Austin was a key figure in leading Texas to its independence, and eventually annexation by the United States, cementing his reputation as the Father of Texas (although Sam Houston also bears that honor).

In the struggle, Austin suffered enormously for his people and rotted in prison after Mexican authorities captured him. Eight months after Texas gained its independence in April 1836, he died of pneumonia and sheer physical exhaustion at age 43.

Regarding slavery, scholars say Austin believed it was a social and moral evil and called the institution “the curse of curses.”

However, Austin also believed that Texas in the 1820s and 1830s needed to rely on the slave-powered cotton industry to succeed economically.

“The principal product that will elevate us from poverty is cotton and we cannot do this without the help of slaves,” he wrote in 1824.

Austin debated with himself whether slavery was acceptable, writing in a 1833 letter:

I have been adverse to the principle of slavery in Texas. I have now, and for the last six months, changed my views of that matter; though my ideas are the same as to the abstract principle. Texas must be a slave country. Circumstances and unavoidable necessity [compels] it. It is the wish of the people there, and it is my duty to do all I can, prudently, in favor of it. I will do so.

So Austin was, at most, a tepid but conflicted supporter of slavery who accepted its existence in the Republic of Texas because it was tied to their economy and the people demanded it.

By these standards for erasure from history, men such as Thomas Jefferson, the author of the Declaration of Independence (the greatest anti-slavery tract in history besides the Bible), James Madison, the father of the Constitution, and George Washington, the father of our country, have to go too.

Despite their beliefs that slavery was a social evil that should be abolished over time, they all personally owned slaves and failed to immediately abolish slavery.

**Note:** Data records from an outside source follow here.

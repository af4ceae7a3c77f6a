// © 2022-2024 Jacob Riddle (ElementalAlchemist)
//
// This Source Code Form is subject to the terms of the Mozilla Public
// License, v. 2.0. If a copy of the MPL was not distributed with this
// file, You can obtain one at https://mozilla.org/MPL/2.0/.

use serde_json::Value;

/// Path of the user registration endpoint, relative to the server root
pub const REGISTRATION_PATH: &str = "/users/";

pub const STATUS_CREATED: u16 = 201;
pub const STATUS_UNAUTHORIZED: u16 = 401;

/// A field rendered on the registration form
#[derive(Clone, Copy, Debug, Eq, PartialEq)]
pub struct UserField {
	pub name: &'static str,
	pub input_type: &'static str,
	pub required: bool,
}

impl UserField {
	const fn new(name: &'static str, input_type: &'static str, required: bool) -> Self {
		Self {
			name,
			input_type,
			required,
		}
	}

	/// Human-readable label for the field, derived from its name
	pub fn label(&self) -> String {
		let mut label = String::with_capacity(self.name.len() + 2);
		for (index, c) in self.name.chars().enumerate() {
			if c == '_' {
				label.push(' ');
			} else if index == 0 {
				label.extend(c.to_uppercase());
			} else {
				label.push(c);
			}
		}
		label.push_str(": ");
		label
	}
}

/// All fields of the registration form, in display order
pub const USER_FIELDS: [UserField; 10] = [
	UserField::new("username", "text", true),
	UserField::new("first_name", "text", true),
	UserField::new("last_name", "text", false),
	UserField::new("password", "password", true),
	UserField::new("confirm_password", "password", false),
	UserField::new("email", "email", true),
	UserField::new("phone", "tel", false),
	UserField::new("city", "text", false),
	UserField::new("state", "text", false),
	UserField::new("country", "text", false),
];

/// Response data from the server for a registration attempt
#[derive(Clone, Debug, PartialEq)]
pub enum RegistrationResponse {
	Created,
	Unauthorized { error: Option<String> },
	Other { status: u16, body: Option<Value> },
}

impl RegistrationResponse {
	/// Decodes a completed HTTP response. Decoding never fails: a body that isn't JSON is treated as absent, and an
	/// unauthorized response only carries an error when the body holds a non-empty `error` string.
	pub fn from_status(status: u16, body: &str) -> Self {
		let body: Option<Value> = serde_json::from_str(body).ok();
		match status {
			STATUS_CREATED => Self::Created,
			STATUS_UNAUTHORIZED => {
				let error = body
					.as_ref()
					.and_then(|body| body.get("error"))
					.and_then(|error| error.as_str())
					.filter(|error| !error.is_empty())
					.map(String::from);
				Self::Unauthorized { error }
			}
			status => Self::Other { status, body },
		}
	}

	/// Whether the form should be returned to its default values after this response
	pub fn resets_form(&self) -> bool {
		matches!(self, Self::Created)
	}
}

#[cfg(test)]
mod tests {
	use super::*;

	#[test]
	fn labels_from_field_names() {
		assert_eq!(USER_FIELDS[0].label(), "Username: ");
		assert_eq!(USER_FIELDS[4].label(), "Confirm password: ");
	}

	#[test]
	fn confirmation_field_follows_password() {
		let names: Vec<&str> = USER_FIELDS.iter().map(|field| field.name).collect();
		let password = names.iter().position(|name| *name == "password").unwrap();
		assert_eq!(names[password + 1], "confirm_password");
	}

	#[test]
	fn decodes_created() {
		let response = RegistrationResponse::from_status(201, "User successfully created.");
		assert_eq!(response, RegistrationResponse::Created);
		assert!(response.resets_form());
	}

	#[test]
	fn decodes_unauthorized_with_error() {
		let response = RegistrationResponse::from_status(401, r#"{"error": "email taken"}"#);
		assert_eq!(
			response,
			RegistrationResponse::Unauthorized {
				error: Some(String::from("email taken"))
			}
		);
		assert!(!response.resets_form());
	}

	#[test]
	fn unauthorized_without_usable_error() {
		assert_eq!(
			RegistrationResponse::from_status(401, ""),
			RegistrationResponse::Unauthorized { error: None }
		);
		assert_eq!(
			RegistrationResponse::from_status(401, r#"{"error": 7}"#),
			RegistrationResponse::Unauthorized { error: None }
		);
	}

	#[test]
	fn empty_unauthorized_error_is_absent() {
		assert_eq!(
			RegistrationResponse::from_status(401, r#"{"error": ""}"#),
			RegistrationResponse::Unauthorized { error: None }
		);
	}

	#[test]
	fn required_fields_match_user_schema() {
		let required: Vec<&str> = USER_FIELDS
			.iter()
			.filter(|field| field.required)
			.map(|field| field.name)
			.collect();
		assert_eq!(required, ["username", "first_name", "password", "email"]);
	}

	#[test]
	fn other_statuses_keep_status_and_body() {
		assert_eq!(
			RegistrationResponse::from_status(500, r#"{"error": "boom"}"#),
			RegistrationResponse::Other {
				status: 500,
				body: Some(serde_json::json!({ "error": "boom" }))
			}
		);
		assert_eq!(
			RegistrationResponse::from_status(403, "error: Username already exists"),
			RegistrationResponse::Other { status: 403, body: None }
		);
	}
}
// © 2022-2024 Jacob Riddle (ElementalAlchemist)
//
// This Source Code Form is subject to the terms of the Mozilla Public
// License, v. 2.0. If a copy of the MPL was not distributed with this
// file, You can obtain one at https://mozilla.org/MPL/2.0/.

use crate::error::SubmitError;
use crate::form::serialize_form;
use crate::notice::NoticeBanner;
use crate::transport::{register_user, registration_endpoint};
use crate::validation::validate_password;
use napps_register_shared::messages::form::FormData;
use napps_register_shared::messages::user_register::{RegistrationResponse, UserField, USER_FIELDS};
use napps_register_shared::notice::Notice;
use napps_register_shared::submission::{SubmissionTicket, SubmissionTracker};
use napps_register_shared::validation::CONFIRM_PASSWORD_FIELD;
use sycamore::futures::spawn_local_scoped;
use sycamore::prelude::*;
use web_sys::{Event as WebEvent, HtmlFormElement};

#[component]
pub fn RegistrationView<G: Html>(ctx: Scope<'_>) -> View<G> {
	let notice_signal = create_signal(ctx, Notice::cleared());
	let tracker_signal = create_signal(ctx, SubmissionTracker::new());
	let submit_pending_signal = create_memo(ctx, || tracker_signal.get().is_pending());
	let form_ref = create_node_ref(ctx);

	let confirm_password_blur_handler = move |_event: WebEvent| {
		if let Some(form) = form_element(form_ref) {
			validate_password(&form, notice_signal);
		}
	};

	let form_submission_handler = move |event: WebEvent| {
		event.prevent_default();

		let Some(form) = form_element(form_ref) else {
			return;
		};
		let Some((ticket, form_data)) = begin_submission(&form, notice_signal, tracker_signal) else {
			return;
		};

		spawn_local_scoped(ctx, async move {
			let result = match registration_endpoint() {
				Ok(endpoint) => register_user(&endpoint, &form_data).await,
				Err(error) => Err(error),
			};
			complete_submission(tracker_signal, ticket, result, notice_signal, &form);
		});
	};

	let field_views = View::new_fragment(
		USER_FIELDS
			.iter()
			.map(|field| {
				let label_text = field.label();
				let UserField {
					name,
					input_type,
					required,
				} = *field;
				let input_id = format!("user_form_{}", name);
				let input_id_for = input_id.clone();
				if name == CONFIRM_PASSWORD_FIELD {
					view! {
						ctx,
						div(class="user_form_field") {
							label(for=input_id_for) { (label_text) }
							input(
								id=input_id,
								type=input_type,
								name=name,
								required=required,
								on:blur=confirm_password_blur_handler
							)
						}
					}
				} else {
					view! {
						ctx,
						div(class="user_form_field") {
							label(for=input_id_for) { (label_text) }
							input(id=input_id, type=input_type, name=name, required=required)
						}
					}
				}
			})
			.collect(),
	);

	view! {
		ctx,
		h1 { "Register a NApps Account" }
		NoticeBanner(notice=notice_signal)
		form(id="user_form", ref=form_ref, on:submit=form_submission_handler) {
			(field_views)
			div(class="user_form_actions") {
				button(type="submit", disabled=*submit_pending_signal.get()) { "Register" }
				input(type="reset", value="Clear")
			}
		}
	}
}

fn form_element<G: Html>(form_ref: &NodeRef<G>) -> Option<HtmlFormElement> {
	let form_node: DomNode = form_ref.try_get()?;
	Some(form_node.unchecked_into())
}

/// Serializes and validates the form, clearing the notice first. Returns the ticket and data for the request to
/// send, or nothing when the passwords don't match.
fn begin_submission(
	form: &HtmlFormElement,
	notice: &Signal<Notice>,
	tracker: &Signal<SubmissionTracker>,
) -> Option<(SubmissionTicket, FormData)> {
	let form_data = serialize_form(form);
	notice.set(Notice::cleared());
	if !validate_password(form, notice) {
		return None;
	}

	let ticket = tracker.modify().begin();
	log::debug!("Submitting registration form with {} fields", form_data.len());
	Some((ticket, form_data))
}

fn complete_submission(
	tracker: &Signal<SubmissionTracker>,
	ticket: SubmissionTicket,
	result: Result<RegistrationResponse, SubmitError>,
	notice: &Signal<Notice>,
	form: &HtmlFormElement,
) {
	if !tracker.modify().finish(ticket) {
		log::debug!("Discarding the response to a superseded registration submission");
		return;
	}
	handle_result(result, notice, form);
}

/// Updates the page once a registration request settles, regardless of its outcome.
fn handle_result(result: Result<RegistrationResponse, SubmitError>, notice: &Signal<Notice>, form: &HtmlFormElement) {
	let response = match result {
		Ok(response) => response,
		Err(error) => {
			log::warn!("Registration request did not complete: {}", error);
			return;
		}
	};

	match Notice::for_response(&response) {
		Some(response_notice) => {
			log::info!("Registration response: {:?}", response_notice.category);
			notice.set(response_notice);
		}
		None => log::warn!("No feedback available for registration response {:?}", response),
	}

	if response.resets_form() {
		form.reset();
	}
}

If Austin goes, what about Washington, D.C.? Or Washington state?

The truth is, the proposal to change the Texas city’s name is as preposterous as it would be costly.

Even beyond the general problem of attacking history, and the damage and friction it brings, the sheer financial cost of changing the name of a city such as Austin would likely be enormous. The price tag for renaming just a couple of Texas elementary schools is estimated to be in the millions.

If Austin returns to its original name, Waterloo, it would be a perfect metaphor for those who believe in preserving the good of American history if they don’t begin to draw a line and articulate why our past deserves to be preserved.

We don’t need to think that everything men such as Austin and Jefferson did and believed was good to honor their contribution to our country, which has been and certainly is a beacon of liberty and hope for people of all backgrounds the world over.

A society that devotes more time and resources finding ways to destroy its past rather than build for its future will have no past and no future.